## Activity
Every entry must appear in the answer exactly as it does here.

──────────

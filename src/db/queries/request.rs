use sqlx::PgExecutor;

use crate::db::models::request::{NewServerRequest, RequestChanges, RequestStatus, ServerRequest};

pub async fn insert<'e>(
    db: impl PgExecutor<'e>,
    owner_id: i32,
    request: &NewServerRequest,
) -> Result<ServerRequest, sqlx::Error> {
    sqlx::query_as::<_, ServerRequest>(
        r#"INSERT INTO server_requests (
               owner_id, contact_name, contact_position, contact_email, contact_phone,
               system_name, system_owner, system_users, system_purpose, public_access,
               service_address, port, cpu_cores, ram_gb, gpu, storage_gb, operating_system,
               extra_software, ssh_user, ssh_password, database_kind, database_user,
               database_password, status
           )
           VALUES ($1, $2, $3, $4, $5, $6, $7, $8, $9, $10, $11, $12, $13, $14, $15, $16, $17,
                   $18, $19, $20, $21, $22, $23, 'DIAJUKAN')
           RETURNING *"#,
    )
    .bind(owner_id)
    .bind(&request.contact_name)
    .bind(&request.contact_position)
    .bind(&request.contact_email)
    .bind(&request.contact_phone)
    .bind(&request.system_name)
    .bind(&request.system_owner)
    .bind(&request.system_users)
    .bind(&request.system_purpose)
    .bind(request.public_access)
    .bind(&request.service_address)
    .bind(request.port)
    .bind(request.cpu_cores)
    .bind(request.ram_gb)
    .bind(&request.gpu)
    .bind(request.storage_gb)
    .bind(&request.operating_system)
    .bind(&request.extra_software)
    .bind(&request.ssh_user)
    .bind(&request.ssh_password)
    .bind(request.database_kind)
    .bind(&request.database_user)
    .bind(&request.database_password)
    .fetch_one(db)
    .await
}

pub async fn find_by_id<'e>(db: impl PgExecutor<'e>, id: i32) -> Result<Option<ServerRequest>, sqlx::Error> {
    sqlx::query_as::<_, ServerRequest>("SELECT * FROM server_requests WHERE id = $1")
        .bind(id)
        .fetch_optional(db)
        .await
}

pub async fn list<'e>(db: impl PgExecutor<'e>, owner_id: Option<i32>) -> Result<Vec<ServerRequest>, sqlx::Error> {
    sqlx::query_as::<_, ServerRequest>(
        r#"SELECT * FROM server_requests
           WHERE $1::int IS NULL OR owner_id = $1
           ORDER BY submitted_at DESC, id DESC"#,
    )
    .bind(owner_id)
    .fetch_all(db)
    .await
}

/// Absent fields keep their stored value.
pub async fn update<'e>(
    db: impl PgExecutor<'e>,
    id: i32,
    changes: &RequestChanges,
) -> Result<Option<ServerRequest>, sqlx::Error> {
    sqlx::query_as::<_, ServerRequest>(
        r#"UPDATE server_requests SET
               contact_name      = COALESCE($2, contact_name),
               contact_position  = COALESCE($3, contact_position),
               contact_email     = COALESCE($4, contact_email),
               contact_phone     = COALESCE($5, contact_phone),
               system_name       = COALESCE($6, system_name),
               system_owner      = COALESCE($7, system_owner),
               system_users      = COALESCE($8, system_users),
               system_purpose    = COALESCE($9, system_purpose),
               public_access     = COALESCE($10, public_access),
               service_address   = COALESCE($11, service_address),
               port              = COALESCE($12, port),
               cpu_cores         = COALESCE($13, cpu_cores),
               ram_gb            = COALESCE($14, ram_gb),
               gpu               = COALESCE($15, gpu),
               storage_gb        = COALESCE($16, storage_gb),
               operating_system  = COALESCE($17, operating_system),
               extra_software    = COALESCE($18, extra_software),
               ssh_user          = COALESCE($19, ssh_user),
               ssh_password      = COALESCE($20, ssh_password),
               database_kind     = COALESCE($21, database_kind),
               database_user     = COALESCE($22, database_user),
               database_password = COALESCE($23, database_password)
           WHERE id = $1
           RETURNING *"#,
    )
    .bind(id)
    .bind(&changes.contact_name)
    .bind(&changes.contact_position)
    .bind(&changes.contact_email)
    .bind(&changes.contact_phone)
    .bind(&changes.system_name)
    .bind(&changes.system_owner)
    .bind(&changes.system_users)
    .bind(&changes.system_purpose)
    .bind(changes.public_access)
    .bind(&changes.service_address)
    .bind(changes.port)
    .bind(changes.cpu_cores)
    .bind(changes.ram_gb)
    .bind(&changes.gpu)
    .bind(changes.storage_gb)
    .bind(&changes.operating_system)
    .bind(&changes.extra_software)
    .bind(&changes.ssh_user)
    .bind(&changes.ssh_password)
    .bind(changes.database_kind)
    .bind(&changes.database_user)
    .bind(&changes.database_password)
    .fetch_optional(db)
    .await
}

/// Current status, with the row locked until the surrounding transaction ends.
pub async fn lock_status<'e>(db: impl PgExecutor<'e>, id: i32) -> Result<Option<RequestStatus>, sqlx::Error> {
    sqlx::query_scalar::<_, RequestStatus>("SELECT status FROM server_requests WHERE id = $1 FOR UPDATE")
        .bind(id)
        .fetch_optional(db)
        .await
}

pub async fn set_status<'e>(
    db: impl PgExecutor<'e>,
    id: i32,
    status: RequestStatus,
) -> Result<Option<ServerRequest>, sqlx::Error> {
    sqlx::query_as::<_, ServerRequest>("UPDATE server_requests SET status = $2 WHERE id = $1 RETURNING *")
        .bind(id)
        .bind(status)
        .fetch_optional(db)
        .await
}

/// Sub-records, approvals and audit rows go with it (`ON DELETE CASCADE`).
pub async fn delete<'e>(db: impl PgExecutor<'e>, id: i32) -> Result<bool, sqlx::Error> {
    let result = sqlx::query("DELETE FROM server_requests WHERE id = $1")
        .bind(id)
        .execute(db)
        .await?;
    Ok(result.rows_affected() > 0)
}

──────────

## Result of the task
filename src/db/queries/request.rs
use sqlx::PgExecutor;

use crate::db::models::request::{NewServerRequest, RequestChanges, RequestStatus, ServerRequest};

pub async fn insert<'e>(
    db: impl PgExecutor<'e>,
    owner_id: i32,
    request: &NewServerRequest,
) -> Result<ServerRequest, sqlx::Error> {
    sqlx::query_as::<_, ServerRequest>(
        r#"INSERT INTO server_requests (
               owner_id, contact_name, contact_position, contact_email, contact_phone,
               system_name, system_owner, system_users, system_purpose, public_access,
               service_address, port, cpu_cores, ram_gb, gpu, storage_gb, operating_system,
               extra_software, ssh_user, ssh_password, database_kind, database_user,
               database_password, status
           )
           VALUES ($1, $2, $3, $4, $5, $6, $7, $8, $9, $10, $11, $12, $13, $14, $15, $16, $17,
                   $18, $19, $20, $21, $22, $23, 'DIAJUKAN')
           RETURNING *"#,
    )
    .bind(owner_id)
    .bind(&request.contact_name)
    .bind(&request.contact_position)
    .bind(&request.contact_email)
    .bind(&request.contact_phone)
    .bind(&request.system_name)
    .bind(&request.system_owner)
    .bind(&request.system_users)
    .bind(&request.system_purpose)
    .bind(request.public_access)
    .bind(&request.service_address)
    .bind(request.port)
    .bind(request.cpu_cores)
    .bind(request.ram_gb)
    .bind(&request.gpu)
    .bind(request.storage_gb)
    .bind(&request.operating_system)
    .bind(&request.extra_software)
    .bind(&request.ssh_user)
    .bind(&request.ssh_password)
    .bind(request.database_kind)
    .bind(&request.database_user)
    .bind(&request.database_password)
    .fetch_one(db)
    .await
}

pub async fn find_by_id<'e>(db: impl PgExecutor<'e>, id: i32) -> Result<Option<ServerRequest>, sqlx::Error> {
    sqlx::query_as::<_, ServerRequest>("SELECT * FROM server_requests WHERE id = $1")
        .bind(id)
        .fetch_optional(db)
        .await
}

pub async fn list<'e>(db: impl PgExecutor<'e>, owner_id: Option<i32>) -> Result<Vec<ServerRequest>, sqlx::Error> {
    sqlx::query_as::<_, ServerRequest>(
        r#"SELECT * FROM server_requests
           WHERE $1::int IS NULL OR owner_id = $1
           ORDER BY submitted_at DESC, id DESC"#,
    )
    .bind(owner_id)
    .fetch_all(db)
    .await
}

/// Absent fields keep their stored value.
pub async fn update<'e>(
    db: impl PgExecutor<'e>,
    id: i32,
    changes: &RequestChanges,
) -> Result<Option<ServerRequest>, sqlx::Error> {
    sqlx::query_as::<_, ServerRequest>(
        r#"UPDATE server_requests SET
               contact_name      = COALESCE($2, contact_name),
               contact_position  = COALESCE($3, contact_position),
               contact_email     = COALESCE($4, contact_email),
               contact_phone     = COALESCE($5, contact_phone),
               system_name       = COALESCE($6, system_name),
               system_owner      = COALESCE($7, system_owner),
               system_users      = COALESCE($8, system_users),
               system_purpose    = COALESCE($9, system_purpose),
               public_access     = COALESCE($10, public_access),
               service_address   = COALESCE($11, service_address),
               port              = COALESCE($12, port),
               cpu_cores         = COALESCE($13, cpu_cores),
               ram_gb            = COALESCE($14, ram_gb),
               gpu               = COALESCE($15, gpu),
               storage_gb        = COALESCE($16, storage_gb),
               operating_system  = COALESCE($17, operating_system),
               extra_software    = COALESCE($18, extra_software),
               ssh_user          = COALESCE($19, ssh_user),
               ssh_password      = COALESCE($20, ssh_password),
               database_kind     = COALESCE($21, database_kind),
               database_user     = COALESCE($22, database_user),
               database_password = COALESCE($23, database_password)
           WHERE id = $1
           RETURNING *"#,
    )
    .bind(id)
    .bind(&changes.contact_name)
    .bind(&changes.contact_position)
    .bind(&changes.contact_email)
    .bind(&changes.contact_phone)
    .bind(&changes.system_name)
    .bind(&changes.system_owner)
    .bind(&changes.system_users)
    .bind(&changes.system_purpose)
    .bind(changes.public_access)
    .bind(&changes.service_address)
    .bind(changes.port)
    .bind(changes.cpu_cores)
    .bind(changes.ram_gb)
    .bind(&changes.gpu)
    .bind(changes.storage_gb)
    .bind(&changes.operating_system)
    .bind(&changes.extra_software)
    .bind(&changes.ssh_user)
    .bind(&changes.ssh_password)
    .bind(changes.database_kind)
    .bind(&changes.database_user)
    .bind(&changes.database_password)
    .fetch_optional(db)
    .await
}

/// Current status, with the row locked until the surrounding transaction ends.
pub async fn lock_status<'e>(db: impl PgExecutor<'e>, id: i32) -> Result<Option<RequestStatus>, sqlx::Error> {
    sqlx::query_scalar::<_, RequestStatus>("SELECT status FROM server_requests WHERE id = $1 FOR UPDATE")
        .bind(id)
        .fetch_optional(db)
        .await
}

pub async fn set_status<'e>(
    db: impl PgExecutor<'e>,
    id: i32,
    status: RequestStatus,
) -> Result<Option<ServerRequest>, sqlx::Error> {
    sqlx::query_as::<_, ServerRequest>("UPDATE server_requests SET status = $2 WHERE id = $1 RETURNING *")
        .bind(id)
        .bind(status)
        .fetch_optional(db)
        .await
}

/// Sub-records, approvals and audit rows go with it (`ON DELETE CASCADE`).
pub async fn delete<'e>(db: impl PgExecutor<'e>, id: i32) -> Result<bool, sqlx::Error> {
    let result = sqlx::query("DELETE FROM server_requests WHERE id = $1")
        .bind(id)
        .execute(db)
        .await?;
    Ok(result.rows_affected() > 0)
}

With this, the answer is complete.